Shower door assembly with linkage control

A shower door assembly with linkage control comprising a stationary frame, a movable frame and an adjustment assembly disposed between the stationary frame and the movable frame. The adjustment assembly comprises at least two adjustment devices and locking devices for locking each of the adjustment devices. Each of the locking devices comprises a locking element and a guiding device along which the locking element can slide. An actuating arm is provided to release and lock adjustment devices all at once. Therefore, it is unnecessary to adjust each of the adjustment devices separately, facilitating the operation of adjustment.

CROSS-REFERENCE TO RELATED APPLICATION

The present invention claims priority from Chinese invention application No. 201410002366.2 filed on Jan. 3, 2014 in the name of Ideal Sanitary Ware Co., Ltd, the entire disclosure of which is herein incorporated by reference.

FIELD OF THE INVENTION

The present invention relates to a shower door, and in particular, to an adjustment assembly useful for the shower door, which achieves linkage control.

BACKGROUND OF THE INVENTION

Doors used for shower enclosure are often mounted against wall surfaces and the doors thus mounted are kept as vertical as possible. However, the wall surfaces of buildings are often not exactly vertical, for example, titled toward outside/inside by an angle. Therefore, if mounted completely along the wall surface, the doors may not be smoothly opened or closed. In this regard, it is necessary to adjust the distances between the top/bottom end of a door and a wall surface so as to keep the door in a vertical position.

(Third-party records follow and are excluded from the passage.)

use typology_core::quiz::{
    Contribution, MbtiEvidence, QuizOption, QuizQuestion, QuizStrategy, accumulate_score_map,
    explain, score,
};
use typology_core::systems::{Instinct, Pole};
use typology_core::{
    ApType, Aspect, EnneagramType, MbtiType, QuizAnswerMap, QuizBank, QuizError, QuizSession,
    QuizState, generate_character, score_quiz,
};

fn aspect_questions() -> Vec<QuizQuestion<Aspect>> {
    vec![
        QuizQuestion::new(
            "ap-1",
            "A friend asks for advice. You...",
            vec![
                QuizOption::single("tell them what to do", Aspect::Volition, 2),
                QuizOption::single("lay out the options", Aspect::Logic, 2),
                QuizOption::new(
                    "ask how they feel",
                    vec![
                        Contribution::new(Aspect::Emotion, 2),
                        Contribution::new(Aspect::Physics, 1),
                    ],
                ),
            ],
        ),
        QuizQuestion::new(
            "ap-2",
            "After a long week you want...",
            vec![
                QuizOption::single("a hot bath", Aspect::Physics, 2),
                QuizOption::single("to win something", Aspect::Volition, 1),
            ],
        ),
        QuizQuestion::new(
            "ap-3",
            "An argument is settled by...",
            vec![
                QuizOption::single("evidence", Aspect::Logic, 1),
                QuizOption::single("whoever cares more", Aspect::Emotion, 1),
            ],
        ),
    ]
}

fn quick_bank() -> QuizBank {
    let mut bank = QuizBank::new(QuizStrategy::Quick);
    bank.attitudinal = aspect_questions();
    bank.enneagram_types.push(QuizQuestion::new(
        "enn-1",
        "What do you protect most?",
        vec![
            QuizOption::single("my independence", EnneagramType::Eight, 2),
            QuizOption::single("my knowledge", EnneagramType::Five, 2),
        ],
    ));
    bank.enneagram_instincts.push(QuizQuestion::new(
        "inst-1",
        "Where does your attention go first?",
        vec![
            QuizOption::single("my supplies", Instinct::SelfPreservation, 1),
            QuizOption::single("the room", Instinct::Social, 1),
            QuizOption::single("one person", Instinct::Sexual, 1),
        ],
    ));
    bank.mbti_poles.push(QuizQuestion::new(
        "mbti-ei",
        "Recharge by...",
        vec![
            QuizOption::single("going out", Pole::E, 1),
            QuizOption::single("staying in", Pole::I, 1),
        ],
    ));
    bank.mbti_poles.push(QuizQuestion::new(
        "mbti-sn",
        "Trust...",
        vec![
            QuizOption::single("what is", Pole::S, 1),
            QuizOption::single("what could be", Pole::N, 1),
        ],
    ));
    bank
}

#[test]
fn scoring_is_deterministic() {
    let answers = QuizAnswerMap::new().with("ap-1", 2).with("ap-2", 0);
    let first = score(&aspect_questions(), &answers);
    let second = score(&aspect_questions(), &answers);
    assert_eq!(first, second);
    assert_eq!(first.winner, Aspect::Physics);
}

#[test]
fn answer_order_changes_the_trail_only() {
    let forward = QuizAnswerMap::new()
        .with("ap-1", 1)
        .with("ap-2", 0)
        .with("ap-3", 1);
    let backward = QuizAnswerMap::new()
        .with("ap-3", 1)
        .with("ap-2", 0)
        .with("ap-1", 1);

    assert_eq!(
        accumulate_score_map(&aspect_questions(), &forward),
        accumulate_score_map(&aspect_questions(), &backward)
    );

    let ids = |answers: &QuizAnswerMap| -> Vec<String> {
        explain(&aspect_questions(), answers)
            .into_iter()
            .map(|influence| influence.question_id)
            .collect()
    };
    assert_eq!(ids(&forward), ["ap-1", "ap-2", "ap-3"]);
    assert_eq!(ids(&backward), ["ap-3", "ap-2", "ap-1"]);
}

#[test]
fn ties_resolve_by_enumeration_order() {
    // Logic and Physics both reach 2; Logic comes first.
    let answers = QuizAnswerMap::new().with("ap-1", 1).with("ap-2", 0);
    let breakdown = score(&aspect_questions(), &answers);
    assert_eq!(breakdown.scores.get(Aspect::Logic), 2);
    assert_eq!(breakdown.scores.get(Aspect::Physics), 2);
    assert_eq!(breakdown.winner, Aspect::Logic);
}

#[test]
fn empty_answers_still_produce_results() {
    for strategy in QuizStrategy::all() {
        let results = score_quiz(&QuizBank::new(strategy), &QuizAnswerMap::new());
        let character = generate_character(&results.to_generator_input()).unwrap();
        assert_eq!(character.abilities.len(), 4);
    }
}

#[test]
fn session_walks_to_results() {
    let bank = quick_bank();
    let total = bank.total_questions();
    let mut session = QuizSession::new(bank).unwrap();

    let ids: Vec<String> = session.bank().question_ids().map(str::to_owned).collect();
    for (index, id) in ids.iter().enumerate() {
        assert_eq!(session.state(), QuizState::InProgress);
        let option = if id == "ap-1" { 2 } else { 1 };
        let state = session.answer(id, option).unwrap();
        if index + 1 == total {
            assert_eq!(state, QuizState::Complete);
        }
    }

    let results = session.compute_results().unwrap().clone();
    assert_eq!(session.state(), QuizState::ResultsComputed);
    assert_eq!(session.answer("ap-1", 0), Err(QuizError::AlreadyComputed));

    // Emotion 3, then Volition and Physics tied at 1, Logic last.
    assert_eq!(results.attitudinal.ap_type, ApType::EVFL);
    assert_eq!(results.enneagram.selection.core, EnneagramType::Five);
    assert_eq!(results.enneagram.selection.instinct, Instinct::Social);
    assert_eq!(results.mbti.mbti_type, MbtiType::INTJ);
    assert!(matches!(results.mbti.evidence, MbtiEvidence::Poles(_)));

    let character = generate_character(&results.to_generator_input()).unwrap();
    assert_eq!(character.archetype.enneagram_type, Some(EnneagramType::Five));
}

To achieve this adjustment, a door assembly usually comprises a stationary frame to be attached to a wall surface, and a movable frame connected with a door panel, such as a glass door panel. The stationary frame is firstly attached to the wall surface and then the movable frame is moved toward the stationary frame, during which the distances between the top and bottom ends of the movable frame, and the stationary frame are such adjusted that the movable frame is in a vertical position, and thus so is the door panel. The stationary and movable frames are finally connected to each other by drilling thereon and by using fasteners.

However, in one aspect, the drilling operation requires at least two people to cooperate and is very time-consuming. In another aspect, the drilling may inadvertently cause damages to the surfaces of the frames (generally made of aluminum materials), which is undesirable to consumers.

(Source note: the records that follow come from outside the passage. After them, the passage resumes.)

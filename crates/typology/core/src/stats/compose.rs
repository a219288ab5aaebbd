//! Stat composition.
//!
//! ```text
//! [ Base (priority ordering or neutral) ]
//!      ↓  × multiplier percent (floor)
//! [ Multiplied ]
//!      ↓  override replaces the value, bypassing multiplication
//! [ Overridden ]
//!      ↓  clamp to [MIN_STAT, MAX_STAT]
//! [ Final ]
//! ```
//!
//! The breakdown keeps every input of this pipeline, so the displayed block
//! can always be recomputed from it.

use super::block::{StatAxis, StatBlock, StatOverrides, clamp_stat};
use super::multiplier::StatMultipliers;
use crate::systems::ApType;

/// Where the base block came from.
#[derive(Clone, Copy, Debug, PartialEq, Eq, Hash)]
#[cfg_attr(feature = "serde", derive(serde::Serialize, serde::Deserialize))]
#[cfg_attr(feature = "serde", serde(rename_all = "snake_case"))]
pub enum BaseSource {
    /// Position values of a cognitive-priority ordering.
    Attitudinal(ApType),
    /// Every axis at the neutral default.
    Neutral,
}

/// Provenance of a [`StatBlock`].
#[derive(Clone, Debug, PartialEq, Eq)]
#[cfg_attr(feature = "serde", derive(serde::Serialize, serde::Deserialize))]
pub struct StatBreakdown {
    pub base: StatBlock,
    pub base_source: BaseSource,
    pub multipliers: StatMultipliers,
    /// Label of whatever produced the multipliers (a class name, a tritype, "neutral").
    pub multiplier_source: String,
    pub overrides: StatOverrides,
}

impl StatBreakdown {
    /// Value of one axis after multiplication, before overrides and clamping.
    pub fn multiplied(&self, axis: StatAxis) -> i32 {
        self.multipliers.apply(axis, self.base.get(axis))
    }

    /// Final value of one axis.
    pub fn resolve(&self, axis: StatAxis) -> i32 {
        clamp_stat(
            self.overrides
                .get(axis)
                .unwrap_or_else(|| self.multiplied(axis)),
        )
    }

    /// Recomputes the final block from the recorded stages.
    pub fn recompose(&self) -> StatBlock {
        StatBlock::from_fn(|axis| self.resolve(axis))
    }

    /// Returns a copy whose overrides are layered with `overrides` (newer wins).
    #[must_use]
    pub fn with_overrides(&self, overrides: &StatOverrides) -> Self {
        Self {
            overrides: self.overrides.merged(overrides),
            ..self.clone()
        }
    }

    /// One-line explanation of an axis, e.g. `"willpower: 14 x 90% = 12"`.
    pub fn explain(&self, axis: StatAxis) -> String {
        let base = self.base.get(axis);
        let percent = self.multipliers.percent(axis);
        let multiplied = self.multiplied(axis);
        let resolved = self.resolve(axis);
        match self.overrides.get(axis) {
            Some(value) => format!(
                "{axis}: {base} x {percent}% = {multiplied}, overridden to {value} -> {resolved}"
            ),
            None if resolved != multiplied => {
                format!("{axis}: {base} x {percent}% = {multiplied}, clamped to {resolved}")
            }
            None => format!("{axis}: {base} x {percent}% = {resolved}"),
        }
    }
}

/// Base block for an optional priority ordering.
pub fn base_stats(attitudinal: Option<ApType>) -> (StatBlock, BaseSource) {
    match attitudinal {
        Some(ty) => {
            let mut block = StatBlock::uniform(0);
            for (position, aspect) in crate::systems::ApPosition::all()
                .into_iter()
                .zip(ty.aspects())
            {
                block = block.with(aspect.stat_axis(), position.stat_value());
            }
            (block, BaseSource::Attitudinal(ty))
        }
        None => (StatBlock::neutral(), BaseSource::Neutral),
    }
}

/// Composes the final stat block and its breakdown.
pub fn compose_stats(
    attitudinal: Option<ApType>,
    multipliers: &StatMultipliers,
    multiplier_source: impl Into<String>,
    overrides: &StatOverrides,
) -> (StatBlock, StatBreakdown) {
    let (base, base_source) = base_stats(attitudinal);
    let breakdown = StatBreakdown {
        base,
        base_source,
        multipliers: *multipliers,
        multiplier_source: multiplier_source.into(),
        overrides: *overrides,
    };
    let stats = breakdown.recompose();

    tracing::debug!(
        ?base_source,
        source = %breakdown.multiplier_source,
        total = stats.total(),
        "composed stat block"
    );

    (stats, breakdown)
}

In an aim to solve these problems, it was proposed solutions that do not involve drilling, by incorporating adjustment assemblies in the door assembly. However, when the relative distance between the stationary and movable frames needs to be changed, it is necessary to operate each of the adjustment assemblies separately. Further, the adjustment of the relative distance is normally achieved by the change of the engagements between teeth, so the minimum adjustment depends on the space between two adjacent teeth. If more precise adjustment is needed, the conventional solutions will not suffice. Moreover, these solutions require forming teeth on different components, causing increased complexity and cost for manufacture.

SUMMARY OF THE INVENTION

An object of the invention is to provide a shower door assembly that does not need drilling when assembling and can achieve linkage control of all of adjustment devices.

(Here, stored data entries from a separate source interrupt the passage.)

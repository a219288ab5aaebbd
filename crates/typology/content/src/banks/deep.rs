use typology_core::quiz::QuizQuestion;
use typology_core::systems::{InstinctRealm, Pole, Quadra};
use typology_core::{Aspect, CognitiveFunction, EnneagramType, Instinct, QuizBank, QuizStrategy};

use super::{pick, question, split};

/// Long questionnaire: narrow questions scored on functions, quadras and realms.
pub fn deep_bank() -> QuizBank {
    let mut bank = QuizBank::new(QuizStrategy::Deep);
    bank.attitudinal = attitudinal();
    bank.enneagram_types = enneagram_types();
    bank.enneagram_instincts = enneagram_instincts();
    bank.mbti_functions = mbti_functions();
    bank.socionics_quadras = socionics_quadras();
    bank.socionics_poles = socionics_poles();
    bank.instinct_realms = instinct_realms();
    bank
}

fn attitudinal() -> Vec<QuizQuestion<Aspect>> {
    use Aspect::*;
    vec![
        question(
            "ap-d1",
            "Someone dismisses your decision. You feel...",
            [
                pick("Determined to prove it right", Volition, 2),
                pick("Curious whether they have a point", Logic, 1),
                pick("Hurt, but it passes", Emotion, 1),
                pick("Mostly indifferent", Physics, 1),
            ],
        ),
        question(
            "ap-d2",
            "Which kind of advice do you ignore most easily?",
            [
                pick("How to feel about something", Emotion, -1),
                pick("How to take care of your body", Physics, -1),
                pick("How to structure an argument", Logic, -1),
                pick("What you should want", Volition, -1),
            ],
        ),
        question(
            "ap-d3",
            "You are confident in your ability to...",
            [
                pick("Set a direction and hold it", Volition, 2),
                pick("Reason through a problem", Logic, 2),
                pick("Read and express a mood", Emotion, 2),
                pick("Handle the material world", Physics, 2),
            ],
        ),
        question(
            "ap-d4",
            "What do you quietly need others to provide?",
            [
                pick("Clear leadership", Volition, -1),
                pick("Solid explanations", Logic, -1),
                pick("Warmth and reassurance", Emotion, -1),
                pick("Comfort and practical care", Physics, -1),
            ],
        ),
        question(
            "ap-d5",
            "In a heated meeting you...",
            [
                split("Steer toward a decision", [(Volition, 2), (Logic, 1)]),
                split("Name the contradiction", [(Logic, 2), (Volition, 1)]),
                split("Defuse the tension", [(Emotion, 2), (Physics, 1)]),
                split("Suggest a break and some snacks", [(Physics, 2), (Emotion, 1)]),
            ],
        ),
        question(
            "ap-d6",
            "What feels most like your own territory?",
            [
                pick("My choices", Volition, 1),
                pick("My conclusions", Logic, 1),
                pick("My feelings", Emotion, 1),
                pick("My space and belongings", Physics, 1),
            ],
        ),
    ]
}

fn enneagram_types() -> Vec<QuizQuestion<EnneagramType>> {
    use EnneagramType::*;
    vec![
        question(
            "enn-d1",
            "Your inner critic mostly says...",
            [
                pick("That is not good enough", One, 2),
                pick("They do not really need you", Two, 2),
                pick("You are falling behind", Three, 2),
                pick("You are missing something others have", Four, 2),
                pick("You do not know enough yet", Five, 2),
                pick("Something will go wrong", Six, 2),
                pick("You are missing out", Seven, 2),
                pick("Do not let them see weakness", Eight, 2),
                pick("Why make a fuss?", Nine, 2),
            ],
        ),
        question(
            "enn-d2",
            "Your first reaction to a problem is...",
            [
                split("Act on it right away", [(Eight, 1), (One, 1), (Nine, 1)]),
                split("Check how people feel about it", [(Two, 1), (Three, 1), (Four, 1)]),
                split("Think it through first", [(Five, 1), (Six, 1), (Seven, 1)]),
            ],
        ),
        question(
            "enn-d3",
            "At your best you are...",
            [
                pick("Principled and fair", One, 2),
                pick("Generous and caring", Two, 2),
                pick("Driven and inspiring", Three, 2),
                pick("Authentic and creative", Four, 2),
                pick("Insightful and precise", Five, 2),
                pick("Loyal and prepared", Six, 2),
                pick("Joyful and versatile", Seven, 2),
                pick("Strong and protective", Eight, 2),
                pick("Steady and accepting", Nine, 2),
            ],
        ),
        question(
            "enn-d4",
            "When you are stressed, people see you become...",
            [
                split("Moody and withdrawn", [(One, 1), (Seven, 1), (Four, 1)]),
                split("Controlling or aggressive", [(Two, 1), (Five, 1)]),
                split("Anxious and checked out", [(Three, 1), (Nine, 1)]),
                split("Clingy or overworking", [(Four, 1), (Six, 1)]),
                split("Secretive and detached", [(Eight, 1), (Five, 1)]),
            ],
        ),
        question(
            "enn-d5",
            "You would rather be...",
            [
                split("Right than liked", [(One, 1), (Five, 1), (Eight, 1)]),
                split("Liked than right", [(Two, 1), (Nine, 1), (Seven, 1)]),
                split("Admired than understood", [(Three, 2)]),
                split("Understood than admired", [(Four, 2), (Six, 1)]),
            ],
        ),
        question(
            "enn-d6",
            "What do you avoid at all costs?",
            [
                pick("Being corrupt", One, 2),
                pick("Being unloved", Two, 2),
                pick("Being worthless", Three, 2),
                pick("Being without identity", Four, 2),
                pick("Being helpless", Five, 2),
                pick("Being without support", Six, 2),
                pick("Being in pain", Seven, 2),
                pick("Being controlled", Eight, 2),
                pick("Being in conflict", Nine, 2),
            ],
        ),
    ]
}

fn enneagram_instincts() -> Vec<QuizQuestion<Instinct>> {
    use Instinct::*;
    vec![
        question(
            "enn-inst-d1",
            "You spend most of your energy on...",
            [
                pick("Health, money and home", SelfPreservation, 2),
                pick("Reputation and community", Social, 2),
                pick("Chemistry and intensity", Sexual, 2),
            ],
        ),
        question(
            "enn-inst-d2",
            "What do you neglect?",
            [
                split("Your own basic needs", [(Social, 1), (Sexual, 1)]),
                split("Groups and networks", [(SelfPreservation, 1), (Sexual, 1)]),
                split("One-on-one depth", [(SelfPreservation, 1), (Social, 1)]),
            ],
        ),
        question(
            "enn-inst-d3",
            "A good evening is...",
            [
                pick("A quiet night with everything in order", SelfPreservation, 1),
                pick("A party where you know everyone", Social, 1),
                pick("A deep talk until dawn", Sexual, 1),
            ],
        ),
    ]
}

fn mbti_functions() -> Vec<QuizQuestion<CognitiveFunction>> {
    use CognitiveFunction::*;
    vec![
        question(
            "mbti-d1",
            "New information is most exciting when it...",
            [
                pick("Sparks a dozen new ideas", Ne, 2),
                pick("Clicks into a single insight", Ni, 2),
                pick("Can be tried out right now", Se, 2),
                pick("Connects to what you already know", Si, 2),
            ],
        ),
        question(
            "mbti-d2",
            "You judge a plan by whether it...",
            [
                pick("Gets results efficiently", Te, 2),
                pick("Is internally consistent", Ti, 2),
                pick("Keeps everyone on board", Fe, 2),
                pick("Matches your values", Fi, 2),
            ],
        ),
        question(
            "mbti-d3",
            "Which comes most naturally?",
            [
                split("Organizing people and resources", [(Te, 2), (Si, 1)]),
                split("Building a precise model", [(Ti, 2), (Ne, 1)]),
                split("Reading the room", [(Fe, 2), (Ni, 1)]),
                split("Knowing what you stand for", [(Fi, 2), (Se, 1)]),
            ],
        ),
        question(
            "mbti-d4",
            "What drains you fastest?",
            [
                pick("Repetitive routine", Ne, 1),
                pick("Being rushed into a decision", Ni, 1),
                pick("Sitting still with nothing to do", Se, 1),
                pick("Sudden change of plans", Si, 1),
            ],
        ),
        question(
            "mbti-d5",
            "Under stress you fall back on...",
            [
                split("Forcing order on things", [(Te, 1), (Ni, 1)]),
                split("Picking things apart", [(Ti, 1), (Se, 1)]),
                split("Pleasing everyone", [(Fe, 1), (Si, 1)]),
                split("Retreating into your feelings", [(Fi, 1), (Ne, 1)]),
            ],
        ),
        question(
            "mbti-d6",
            "Your friends would call you...",
            [
                pick("The visionary", Ni, 2),
                pick("The brainstormer", Ne, 2),
                pick("The thrill-seeker", Se, 2),
                pick("The reliable one", Si, 2),
                pick("The organizer", Te, 2),
                pick("The analyst", Ti, 2),
                pick("The host", Fe, 2),
                pick("The idealist", Fi, 2),
            ],
        ),
    ]
}

fn socionics_quadras() -> Vec<QuizQuestion<Quadra>> {
    use Quadra::*;
    vec![
        question(
            "soc-q1",
            "The atmosphere you enjoy most is...",
            [
                pick("Light, playful and full of ideas", Alpha, 2),
                pick("Intense, loyal and hierarchical", Beta, 2),
                pick("Frank, ambitious and pragmatic", Gamma, 2),
                pick("Calm, productive and sincere", Delta, 2),
            ],
        ),
        question(
            "soc-q2",
            "A group earns your trust when it...",
            [
                pick("Welcomes everyone's theories", Alpha, 1),
                pick("Stands together under pressure", Beta, 1),
                pick("Rewards results and honesty", Gamma, 1),
                pick("Lets each person do good work", Delta, 1),
            ],
        ),
        question(
            "soc-q3",
            "Which value matters most?",
            [
                split("Openness", [(Alpha, 2), (Delta, 1)]),
                split("Commitment", [(Beta, 2), (Alpha, 1)]),
                split("Independence", [(Gamma, 2), (Beta, 1)]),
                split("Wellbeing", [(Delta, 2), (Gamma, 1)]),
            ],
        ),
    ]
}

fn socionics_poles() -> Vec<QuizQuestion<Pole>> {
    vec![
        question(
            "soc-d-ei",
            "You notice first...",
            [
                pick("What an object is and what it does", Pole::E, 2),
                pick("How things relate to each other", Pole::I, 2),
            ],
        ),
        question(
            "soc-d-jp",
            "Your workday is...",
            [
                pick("Evenly paced and planned", Pole::J, 2),
                pick("Driven by inspiration and timing", Pole::P, 2),
            ],
        ),
    ]
}

fn instinct_realms() -> Vec<QuizQuestion<InstinctRealm>> {
    use InstinctRealm::*;
    vec![
        question(
            "xi-d1",
            "What do you protect first?",
            [
                pick("My endurance", Fortitude, 2),
                pick("My resources", Security, 2),
                pick("My discipline", SelfMastery, 2),
            ],
        ),
        question(
            "xi-d2",
            "What do you seek in others?",
            [
                pick("A partner in arms", Allyship, 2),
                pick("A fair share of the work", Cooperation, 2),
                pick("A place to belong", Belonging, 2),
            ],
        ),
        question(
            "xi-d3",
            "What gives your life direction?",
            [
                pick("Making a difference", Significance, 2),
                pick("Discovering the unknown", Exploration, 2),
                pick("Being part of something greater", Union, 2),
            ],
        ),
        question(
            "xi-d4",
            "Which loss would hurt most?",
            [
                split("My health", [(Fortitude, 2), (SelfMastery, 1)]),
                split("My home", [(Security, 2), (Belonging, 1)]),
                split("My closest ally", [(Allyship, 2), (Union, 1)]),
                split("My team", [(Cooperation, 2), (Belonging, 1)]),
                split("My legacy", [(Significance, 2), (SelfMastery, 1)]),
                split("My freedom to roam", [(Exploration, 2), (Fortitude, 1)]),
            ],
        ),
        question(
            "xi-d5",
            "You recover from setbacks by...",
            [
                pick("Toughing it out", Fortitude, 1),
                pick("Restoring order at home", Security, 1),
                pick("Training harder", SelfMastery, 1),
                pick("Leaning on a friend", Allyship, 1),
                pick("Getting back to shared work", Cooperation, 1),
                pick("Returning to my people", Belonging, 1),
                pick("Remembering why it matters", Significance, 1),
                pick("Going somewhere new", Exploration, 1),
                pick("Letting go into something bigger", Union, 1),
            ],
        ),
    ]
}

In one embodiment, a shower door assembly with linkage control is provided, the shower door assembly comprises a stationary frame, a movable frame and an adjustment assembly disposed between the stationary frame and the movable frame, the adjustment assembly comprising at least two adjustment devices and locking devices for locking each of the adjustment devices, wherein each of the locking devices comprises

a locking element having an upper locking portion and a lower locking portion, the upper and lower locking portions each comprising a first through hole and a second through hole in communication with the first through hole, the first through hole having a dimension greater than or equal to a dimension of an end surface of corresponding adjustment device, the second through hole having a dimension smaller than the dimension of the end surface of the corresponding adjustment device, the upper locking portion further comprising a upper securing portion and an actuating arm, the actuating arm passing through the upper securing portion, the lower locking portion further comprising a lower securing portion and a fixing element, the fixing element passing through the lower securing portion; and

a guiding device having an upper guiding element and a lower guiding element,

the upper guiding element comprising a first guiding slot along which the locking element is able to slide, a supportive platform for supporting the actuating arm, a first cavity for receiving one of the at least two adjustment devices, and a carrying platform for carrying the upper securing portion of the locking element,

the lower guiding element comprising a second guiding slot along which the locking element is able to slide, a second cavity for receiving other of the at least two adjustment devices, an elastic element for providing elastic force when pressed against the lower securing portion, and a third cavity located lower with respect to the second cavity and having the elastic element received therein, the fixing element passing through the lower securing portion and the elastic element and fixing to an upper wall of the third cavity.

In one embodiment, the upper and lower locking portions form in one piece. In another embodiment, the upper and lower locking portions detachably connected to each other by a linkage element.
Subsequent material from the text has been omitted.